H2Andy:i only know the last article, and Mike, you got to read it
even you will have to admit it is quoted totally out of context. the author goes on to state:
the evolutionary outcome of major environmental change may be viewed as identical in principle to the outcome of minor environmental fluctuations over the short-term.
(i.e. both micro and macro work the same way; there's no difference; btw, that's the majority position in science).
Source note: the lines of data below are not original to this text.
//! Configuration module
//!
//! Loads configuration from environment variables.

use std::env;
use std::time::Duration;

use crate::command::CommandOptions;
use crate::stream::{ConsumerOptions, IteratorInit};

/// Application configuration
#[derive(Debug, Clone)]
pub struct Config {
    /// Database connection URL
    pub database_url: String,

    /// Maximum database connections in pool
    pub database_max_connections: u32,

    /// Sleep between shard polls
    pub stream_poll_interval_ms: u64,

    /// Max records per stream fetch
    pub stream_batch_limit: usize,

    /// Where a shard iterator starts on open
    pub iterator_init: IteratorInit,

    /// Retries on event log append conflicts
    pub command_retry_max: u32,

    /// Per external call deadline
    pub call_timeout_ms: u64,

    /// Number of hash shards on the change stream
    pub shard_count: u32,

    /// Environment (development, production)
    pub environment: String,
}

impl Config {
    /// Load configuration from environment variables
    pub fn from_env() -> Result<Self, ConfigError> {
        let database_url =
            env::var("DATABASE_URL").map_err(|_| ConfigError::MissingEnv("DATABASE_URL"))?;

        let database_max_connections = env::var("DATABASE_MAX_CONNECTIONS")
            .unwrap_or_else(|_| "10".to_string())
            .parse()
            .map_err(|_| ConfigError::InvalidValue("DATABASE_MAX_CONNECTIONS"))?;

        let stream_poll_interval_ms = env::var("STREAM_POLL_INTERVAL_MS")
            .unwrap_or_else(|_| "1000".to_string())
            .parse()
            .map_err(|_| ConfigError::InvalidValue("STREAM_POLL_INTERVAL_MS"))?;

        let stream_batch_limit = env::var("STREAM_BATCH_LIMIT")
            .unwrap_or_else(|_| "100".to_string())
            .parse()
            .map_err(|_| ConfigError::InvalidValue("STREAM_BATCH_LIMIT"))?;

        let iterator_init = parse_iterator_init(
            &env::var("ITERATOR_INIT").unwrap_or_else(|_| "after_checkpoint".to_string()),
        )
        .ok_or(ConfigError::InvalidValue("ITERATOR_INIT"))?;

        let command_retry_max = env::var("COMMAND_RETRY_MAX")
            .unwrap_or_else(|_| "3".to_string())
            .parse()
            .map_err(|_| ConfigError::InvalidValue("COMMAND_RETRY_MAX"))?;

        let call_timeout_ms = env::var("CALL_TIMEOUT_MS")
            .unwrap_or_else(|_| "5000".to_string())
            .parse()
            .map_err(|_| ConfigError::InvalidValue("CALL_TIMEOUT_MS"))?;

        let shard_count = env::var("SHARD_COUNT")
            .unwrap_or_else(|_| "4".to_string())
            .parse()
            .map_err(|_| ConfigError::InvalidValue("SHARD_COUNT"))?;
        if shard_count == 0 {
            return Err(ConfigError::InvalidValue("SHARD_COUNT"));
        }

        let environment = env::var("ENVIRONMENT").unwrap_or_else(|_| "development".to_string());

        Ok(Self {
            database_url,
            database_max_connections,
            stream_poll_interval_ms,
            stream_batch_limit,
            iterator_init,
            command_retry_max,
            call_timeout_ms,
            shard_count,
            environment,
        })
    }

    /// Check if running in production
    pub fn is_production(&self) -> bool {
        self.environment == "production"
    }

    /// Stream consumer knobs derived from this configuration.
    pub fn consumer_options(&self) -> ConsumerOptions {
        ConsumerOptions {
            poll_interval: Duration::from_millis(self.stream_poll_interval_ms),
            batch_limit: self.stream_batch_limit,
            iterator_init: self.iterator_init,
            call_timeout: Duration::from_millis(self.call_timeout_ms),
            ..ConsumerOptions::default()
        }
    }

    /// Command service knobs derived from this configuration.
    pub fn command_options(&self) -> CommandOptions {
        CommandOptions {
            retry_max: self.command_retry_max,
            call_timeout: Duration::from_millis(self.call_timeout_ms),
        }
    }
}

fn parse_iterator_init(value: &str) -> Option<IteratorInit> {
    match value {
        "latest" => Some(IteratorInit::Latest),
        "trim_horizon" => Some(IteratorInit::TrimHorizon),
        "after_checkpoint" => Some(IteratorInit::AfterCheckpoint),
        _ => None,
    }
}

/// Configuration error types
#[derive(Debug, thiserror::Error)]
pub enum ConfigError {
    #[error("Missing environment variable: {0}")]
    MissingEnv(&'static str),

    #[error("Invalid value for environment variable: {0}")]
    InvalidValue(&'static str),
}

#[cfg(test)]
mod tests {
    use super::*;

    #[test]
    fn test_iterator_init_parsing() {
        assert_eq!(parse_iterator_init("latest"), Some(IteratorInit::Latest));
        assert_eq!(
            parse_iterator_init("trim_horizon"),
            Some(IteratorInit::TrimHorizon)
        );
        assert_eq!(
            parse_iterator_init("after_checkpoint"),
            Some(IteratorInit::AfterCheckpoint)
        );
        assert_eq!(parse_iterator_init("yesterday"), None);
    }
}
basically all those quotes are short snippets taken out of context, again, from the edges of research, and represented as the majority opinion
I found the second at Sciencedirect but all I could get without buying it is the abstract which reads...
Abstract
New concepts and information from molecular developmental biology, systematics, geology and the fossil record of all groups of organisms, need to be integrated into an expanded evolutionary synthesis. These fields of study show that large-scale evolutionary phenomena cannot be understood solely on the basis of extrapolation from processes observed at the level of modern populations and species. Patterns and rates of evolution are much more varied than had been conceived by Darwin or the evolutionary synthesis, and physical factors of the earths history have had a significant, but extremely varied, impact on the evolution of life.
The part I bolded is the "snippet" quoted on the other site. This paper seems to be referenced in all kinds of board of education procedings concerning curriculum/text books and it looks like even in some court cases.